O cenário global nesta segunda-feira de manhã é aquele que os analistas anteviam desde a intervenção militar de EUA e Israel no Irão. Nas bolsas mundiais, tudo o que são acções de empresas de aeronáutica e aviação, hotelaria ou turismo tornaram-se tóxicas e assistem à venda desenfreada dos títulos por parte de quem não arrisca ter agora o seu capital nesses sectores.
As bolsas asiáticas foram as primeiras a reabrir (e a fechar) depois do início da guerra no sábado. Em Tóquio, o principal índice Nikkei perdeu 1,35%. Em Hong Kong, a variação negativa foi ainda mais expressiva, de 2,14%.
Na segunda vaga de reaberturas, as praças europeias demonstraram o mesmo padrão de comportamento. O índice pan-europeu Eurostoxx perdia 1,74% (às 9h de Lisboa). Londres, Paris, Frankfurt e Madrid tinham, na mesma altura, os seus principais índices a recuar 1%, 1,9%, 2% e quase 2,9%, respectivamente. Na bolsa de Lisboa, o PSI perde 1,1%.

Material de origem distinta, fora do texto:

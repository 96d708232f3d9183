//! Reading and writing tables by file extension.

use crate::error::{CleanError, Result, ResultExt as _};
use polars::prelude::*;
use std::path::Path;

/// Rows read before the CSV schema is fixed. Sparse survey columns need a
/// long look before their first non-null cell shows up.
const INFER_SCHEMA_ROWS: usize = 10_000;

fn extension(path: &Path) -> String {
    path.extension()
        .and_then(|s| s.to_str())
        .unwrap_or("")
        .to_lowercase()
}

/// Loads a CSV, Parquet or JSON table. CSV files are read comma-separated;
/// use [`load_df_with_separator`] for other separators.
pub fn load_df(path: &Path) -> Result<DataFrame> {
    load_df_with_separator(path, b',')
}

/// Like [`load_df`], with `separator` used for CSV files.
pub fn load_df_with_separator(path: &Path, separator: u8) -> Result<DataFrame> {
    let ext = extension(path);
    let df = match ext.as_str() {
        "csv" => load_csv(path, separator)?,
        "parquet" => ParquetReader::new(std::fs::File::open(path)?)
            .finish()
            .with_context(|| format!("Failed to read Parquet {}", path.display()))?,
        "json" => JsonReader::new(std::fs::File::open(path)?)
            .finish()
            .with_context(|| format!("Failed to read JSON {}", path.display()))?,
        _ => {
            return Err(CleanError::Other(format!(
                "Unsupported file extension '{ext}' for {}",
                path.display()
            )));
        }
    };

    tracing::debug!(
        "Loaded {} ({} rows, {} columns)",
        path.display(),
        df.height(),
        df.width()
    );
    Ok(df)
}

pub fn load_csv(path: &Path, separator: u8) -> Result<DataFrame> {
    LazyCsvReader::new(path)
        .with_infer_schema_length(Some(INFER_SCHEMA_ROWS))
        .with_has_header(true)
        .with_separator(separator)
        .finish()?
        .collect()
        .with_context(|| format!("Failed to read CSV {}", path.display()))
}

/// Writes Parquet for a `.parquet` path and CSV for anything else.
pub fn save_df(df: &mut DataFrame, path: &Path) -> Result<()> {
    if extension(path) == "parquet" {
        let file = std::fs::File::create(path).context("Failed to create Parquet file")?;
        ParquetWriter::new(file)
            .finish(df)
            .context("Failed to write Parquet file")?;
    } else {
        let file = std::fs::File::create(path).context("Failed to create CSV file")?;
        CsvWriter::new(file)
            .include_header(true)
            .finish(df)
            .context("Failed to write CSV file")?;
    }

    tracing::debug!("Wrote {}", path.display());
    Ok(())
}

Apesar de o ministro iraniano dos Negócios Estrangeiros do Irão, Abbas Aragchi, ter garantido, numa entrevista à Al Jazeera no domingo, que não há a intenção de encerrar ou condicionar o tráfego de petróleo no estreito de Ormuz, o preço desta matéria-prima já registou subidas de até 13%, nesta segunda-feira, de acordo com dados recolhidos pela agência Reuters.
Cerca de 20% da produção mundial de petróleo passa, todos os dias, pelo estreito de Ormuz, ao largo do Irão. Neste momento, há centenas de navios parados naquela região, depois de três terem sido atacados desde sábado.

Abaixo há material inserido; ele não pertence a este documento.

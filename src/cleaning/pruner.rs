//! Row pruning by null count. Each table is pruned on its own.

use crate::error::Result;
use polars::prelude::*;

/// Number of null cells in every row.
pub fn row_null_counts(frame: &DataFrame) -> Vec<u32> {
    let mut counts = vec![0u32; frame.height()];
    for column in frame.get_columns() {
        if column.null_count() == 0 {
            continue;
        }
        let nulls = column.as_materialized_series().is_null();
        for (count, is_null) in counts.iter_mut().zip(&nulls) {
            if is_null.unwrap_or(false) {
                *count += 1;
            }
        }
    }
    counts
}

/// Keeps the rows with at most `max_nulls` null cells.
pub fn prune_rows(frame: &DataFrame, max_nulls: u32) -> Result<DataFrame> {
    let mask: BooleanChunked = row_null_counts(frame)
        .into_iter()
        .map(|count| count <= max_nulls)
        .collect();
    let pruned = frame.filter(&mask)?;

    tracing::info!(
        "Row pruning at {max_nulls} nulls: kept {} of {} rows",
        pruned.height(),
        frame.height()
    );
    Ok(pruned)
}

#[cfg(test)]
mod tests {
    use super::*;

    fn wide_frame(nulls_per_row: &[usize], width: usize) -> Result<DataFrame> {
        let columns = (0..width)
            .map(|c| {
                let cells: Vec<Option<f64>> = nulls_per_row
                    .iter()
                    .map(|&nulls| (c >= nulls).then_some(1.0))
                    .collect();
                Column::new(format!("COL_{c}").into(), cells)
            })
            .collect();
        Ok(DataFrame::new(columns)?)
    }

    #[test]
    fn test_row_null_counts() -> Result<()> {
        let frame = df!(
            "A" => &[None, Some(1i64), None],
            "B" => &[None, Some(1i64), Some(2)]
        )?;
        assert_eq!(row_null_counts(&frame), vec![2, 0, 1]);
        Ok(())
    }

    #[test]
    fn test_threshold_is_inclusive() -> Result<()> {
        let frame = wide_frame(&[51, 50, 0], 60)?;
        let pruned = prune_rows(&frame, 50)?;
        assert_eq!(pruned.height(), 2);
        assert_eq!(row_null_counts(&pruned), vec![50, 0]);
        assert_eq!(frame.height(), 3, "input must be untouched");
        Ok(())
    }

    #[test]
    fn test_empty_frame() -> Result<()> {
        let frame = wide_frame(&[], 3)?;
        let pruned = prune_rows(&frame, 0)?;
        assert_eq!(pruned.height(), 0);
        assert_eq!(pruned.width(), 3);
        Ok(())
    }
}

O Irão respondeu à Operação Fúria Épica bombardeando bases militares dos EUA em países vizinhos no Médio Oriente.
Face à escalada, grandes empresas de transporte marítimo mundial (como a Hapag lloyd e a CMA CGM) anunciaram a suspensão da utilização do estreito de Ormuz, onde, segundo a Skytek, fornecedora de serviços de informação para o sector dos seguros marítimos, se encontravam ontem mais de 450 petroleiros e navios de gás, 100 navios porta-contentores e 200 navios de transporte de minérios, carvão, cereais e fertilizantes.

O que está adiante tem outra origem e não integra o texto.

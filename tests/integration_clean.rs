//! Integration tests for the full cleaning workflow
//!
//! These tests load the fixture tables under `testdata/`, run every
//! cleaning stage and check the cleaned tables and the report.

use anyhow::Result;
use attrclean::cleaning::{CleanedTables, clean_tables};
use attrclean::config::CleaningConfig;
use attrclean::io::{load_df, save_df};
use polars::prelude::*;
use std::path::Path;

fn clean_fixtures(config: &CleaningConfig) -> Result<CleanedTables> {
    let reference = load_df(Path::new("testdata/azdias.csv"))?;
    let customer = load_df(Path::new("testdata/customers.csv"))?;
    let metadata = load_df(Path::new("testdata/attributes.csv"))?;
    Ok(clean_tables(&reference, &customer, &metadata, config)?)
}

fn names(frame: &DataFrame) -> Vec<String> {
    frame
        .get_column_names()
        .into_iter()
        .map(|n| n.to_string())
        .collect()
}

fn dropped(cleaned: &CleanedTables, stage: &str) -> Vec<String> {
    cleaned
        .report
        .stage(stage)
        .map(|s| s.dropped_columns.clone())
        .unwrap_or_default()
}

#[test]
fn test_clean_fixture_tables() -> Result<()> {
    let cleaned = clean_fixtures(&CleaningConfig::default())?;

    let expected = vec![
        "AGER_TYP",
        "ALTERSKATEGORIE_GROB",
        "ANREDE_KZ",
        "CAMEO_DEUG_2015",
        "GEBURTSJAHR",
        "D19_LOTTO",
        "OST_WEST_KZ_O",
        "OST_WEST_KZ_W",
    ];
    assert_eq!(names(&cleaned.reference), expected);
    assert_eq!(names(&cleaned.customer), expected, "Both tables share one schema");

    assert_eq!(cleaned.reference.height(), 10, "No reference row exceeds 50 nulls");
    assert_eq!(cleaned.customer.height(), 6, "No customer row exceeds 50 nulls");

    for frame in [&cleaned.reference, &cleaned.customer] {
        let nulls: usize = frame.get_columns().iter().map(Column::null_count).sum();
        assert_eq!(nulls, 0, "Imputation should leave no nulls");
    }
    Ok(())
}

#[test]
fn test_report_lists_dropped_columns() -> Result<()> {
    let cleaned = clean_fixtures(&CleaningConfig::default())?;

    assert_eq!(dropped(&cleaned, "excluded_columns"), vec!["CAMEO_DEU_2015"]);
    assert_eq!(
        dropped(&cleaned, "undescribed_columns"),
        vec![
            "ALTER_KIND1",
            "CUSTOMER_GROUP",
            "LNR",
            "ONLINE_PURCHASE",
            "PRODUCT_GROUP"
        ]
    );
    // 40% missing in the reference table only, still dropped from both.
    assert_eq!(dropped(&cleaned, "sparse_columns"), vec!["KBA05_ANTG1"]);
    assert!(dropped(&cleaned, "unshared_columns").is_empty());
    Ok(())
}

#[test]
fn test_unknown_codes_are_imputed() -> Result<()> {
    let cleaned = clean_fixtures(&CleaningConfig::default())?;

    let ager: Vec<Option<f64>> = cleaned
        .reference
        .column("AGER_TYP")?
        .as_materialized_series()
        .f64()?
        .into_iter()
        .collect();
    // Mean of the eight known codes: 13 / 8.
    assert_eq!(ager.first().copied().flatten(), Some(1.625));
    assert_eq!(ager.get(7).copied().flatten(), Some(0.0), "0 is a listed code");
    Ok(())
}

#[test]
fn test_customer_without_east_flag_gets_zero_column() -> Result<()> {
    let cleaned = clean_fixtures(&CleaningConfig::default())?;

    let east = cleaned.customer.column("OST_WEST_KZ_O")?;
    assert_eq!(east.dtype(), &DataType::Int32);
    let ones = east
        .as_materialized_series()
        .i32()?
        .into_iter()
        .filter(|v| *v == Some(1))
        .count();
    assert_eq!(ones, 0, "No customer lives in the east");
    Ok(())
}

#[test]
fn test_strict_row_pruning() -> Result<()> {
    let config = CleaningConfig {
        row_null_threshold: 0,
        ..Default::default()
    };
    let cleaned = clean_fixtures(&config)?;

    let pruning = cleaned
        .report
        .stage("row_pruning")
        .cloned()
        .unwrap_or_default();
    assert_eq!(pruning.reference_rows_removed, 6);
    assert_eq!(pruning.customer_rows_removed, 1);
    assert_eq!(cleaned.reference.height(), 4);
    assert_eq!(cleaned.customer.height(), 5);
    Ok(())
}

#[test]
fn test_cleaned_tables_round_trip_through_parquet() -> Result<()> {
    let mut cleaned = clean_fixtures(&CleaningConfig::default())?;
    let temp = tempfile::tempdir()?;
    let path = temp.path().join("customers_clean.parquet");

    save_df(&mut cleaned.customer, &path)?;
    let loaded = load_df(&path)?;
    assert!(loaded.equals_missing(&cleaned.customer));
    Ok(())
}

#[test]
fn test_missing_metadata_column_is_schema_mismatch() -> Result<()> {
    let reference = load_df(Path::new("testdata/azdias.csv"))?;
    let customer = load_df(Path::new("testdata/customers.csv"))?;
    let metadata = load_df(Path::new("testdata/attributes.csv"))?.drop("Meaning")?;

    let err = clean_tables(&reference, &customer, &metadata, &CleaningConfig::default())
        .expect_err("metadata without Meaning");
    assert!(
        matches!(err, attrclean::error::CleanError::SchemaMismatch(_)),
        "unexpected error {err}"
    );
    Ok(())
}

O estreito também é fundamental para o transporte de gás natural liquefeito, um dos principais produtos do Qatar, que também viu mísseis iranianos caírem no seu território. Em reacção, preço do gás europeus negoceiam com uma valorização de 24% esta manhã.
Valor de refúgio histórico em tempos de incerteza, o ouro segue esta manhã com um ganho de 1,6%, para 5362 dólares a onça.